- _GOAL OF THE EXERCISE_:
Copy out every line holding the string "self" from the records below.
** INPUT MATERIAL follows **
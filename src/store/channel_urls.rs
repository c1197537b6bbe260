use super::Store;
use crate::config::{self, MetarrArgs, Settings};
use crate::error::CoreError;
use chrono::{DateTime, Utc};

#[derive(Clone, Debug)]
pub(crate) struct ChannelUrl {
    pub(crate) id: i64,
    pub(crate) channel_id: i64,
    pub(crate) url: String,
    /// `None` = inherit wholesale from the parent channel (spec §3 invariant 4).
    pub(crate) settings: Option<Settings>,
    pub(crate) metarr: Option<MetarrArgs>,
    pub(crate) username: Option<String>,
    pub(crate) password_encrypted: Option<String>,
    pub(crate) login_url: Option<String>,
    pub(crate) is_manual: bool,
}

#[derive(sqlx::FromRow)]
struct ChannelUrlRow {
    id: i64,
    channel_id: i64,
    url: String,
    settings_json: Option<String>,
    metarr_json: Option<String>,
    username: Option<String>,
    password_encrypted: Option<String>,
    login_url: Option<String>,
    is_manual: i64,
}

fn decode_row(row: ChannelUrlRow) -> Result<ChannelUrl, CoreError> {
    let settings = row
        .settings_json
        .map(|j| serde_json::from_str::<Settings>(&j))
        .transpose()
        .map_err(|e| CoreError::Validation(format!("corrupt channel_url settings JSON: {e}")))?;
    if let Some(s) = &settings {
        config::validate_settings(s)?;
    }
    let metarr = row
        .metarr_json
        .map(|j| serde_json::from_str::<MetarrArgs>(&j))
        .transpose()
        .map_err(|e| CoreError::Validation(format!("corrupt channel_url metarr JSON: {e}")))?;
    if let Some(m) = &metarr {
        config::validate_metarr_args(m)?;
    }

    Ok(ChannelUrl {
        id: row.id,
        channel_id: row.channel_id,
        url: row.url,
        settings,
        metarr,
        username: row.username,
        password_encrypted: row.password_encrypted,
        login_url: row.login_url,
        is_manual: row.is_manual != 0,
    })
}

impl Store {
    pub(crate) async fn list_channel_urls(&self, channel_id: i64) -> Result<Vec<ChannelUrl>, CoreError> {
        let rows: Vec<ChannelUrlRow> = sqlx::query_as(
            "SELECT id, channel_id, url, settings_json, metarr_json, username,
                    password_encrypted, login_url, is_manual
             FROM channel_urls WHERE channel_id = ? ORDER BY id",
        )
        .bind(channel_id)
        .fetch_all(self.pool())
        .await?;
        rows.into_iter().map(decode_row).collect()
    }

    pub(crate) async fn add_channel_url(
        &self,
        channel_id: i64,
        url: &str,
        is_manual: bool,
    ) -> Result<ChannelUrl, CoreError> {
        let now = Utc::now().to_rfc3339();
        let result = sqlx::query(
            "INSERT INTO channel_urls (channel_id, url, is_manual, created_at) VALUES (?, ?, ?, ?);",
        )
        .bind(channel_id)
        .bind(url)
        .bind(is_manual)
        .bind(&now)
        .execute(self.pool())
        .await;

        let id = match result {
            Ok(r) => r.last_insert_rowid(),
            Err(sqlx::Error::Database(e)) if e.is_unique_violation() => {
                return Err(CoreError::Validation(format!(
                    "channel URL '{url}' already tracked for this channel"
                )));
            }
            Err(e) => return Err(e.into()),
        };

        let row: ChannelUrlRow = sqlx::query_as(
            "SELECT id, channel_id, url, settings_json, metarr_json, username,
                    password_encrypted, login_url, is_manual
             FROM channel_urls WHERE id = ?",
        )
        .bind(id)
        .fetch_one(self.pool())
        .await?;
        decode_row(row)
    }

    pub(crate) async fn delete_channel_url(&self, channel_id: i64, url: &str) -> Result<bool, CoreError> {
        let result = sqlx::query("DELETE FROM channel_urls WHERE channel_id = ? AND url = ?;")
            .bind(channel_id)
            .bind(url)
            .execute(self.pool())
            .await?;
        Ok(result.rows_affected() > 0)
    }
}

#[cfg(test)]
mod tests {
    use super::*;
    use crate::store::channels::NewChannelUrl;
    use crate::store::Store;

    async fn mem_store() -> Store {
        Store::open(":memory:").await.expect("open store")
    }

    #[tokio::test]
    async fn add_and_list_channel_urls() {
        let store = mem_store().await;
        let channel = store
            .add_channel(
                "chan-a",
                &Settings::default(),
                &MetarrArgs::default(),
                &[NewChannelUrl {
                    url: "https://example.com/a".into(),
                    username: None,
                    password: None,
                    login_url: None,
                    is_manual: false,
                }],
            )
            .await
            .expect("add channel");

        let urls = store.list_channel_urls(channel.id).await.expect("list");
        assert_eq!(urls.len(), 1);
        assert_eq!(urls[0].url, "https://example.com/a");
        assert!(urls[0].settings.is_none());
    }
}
** End of INPUT MATERIAL **
- _ANSWER TO THE PROBLEM_:
use crate::config::{self, MetarrArgs, Settings};
    pub(crate) async fn list_channel_urls(&self, channel_id: i64) -> Result<Vec<ChannelUrl>, CoreError> {
        .fetch_all(self.pool())
        &self,
        .execute(self.pool())
        .fetch_one(self.pool())
    pub(crate) async fn delete_channel_url(&self, channel_id: i64, url: &str) -> Result<bool, CoreError> {
            .execute(self.pool())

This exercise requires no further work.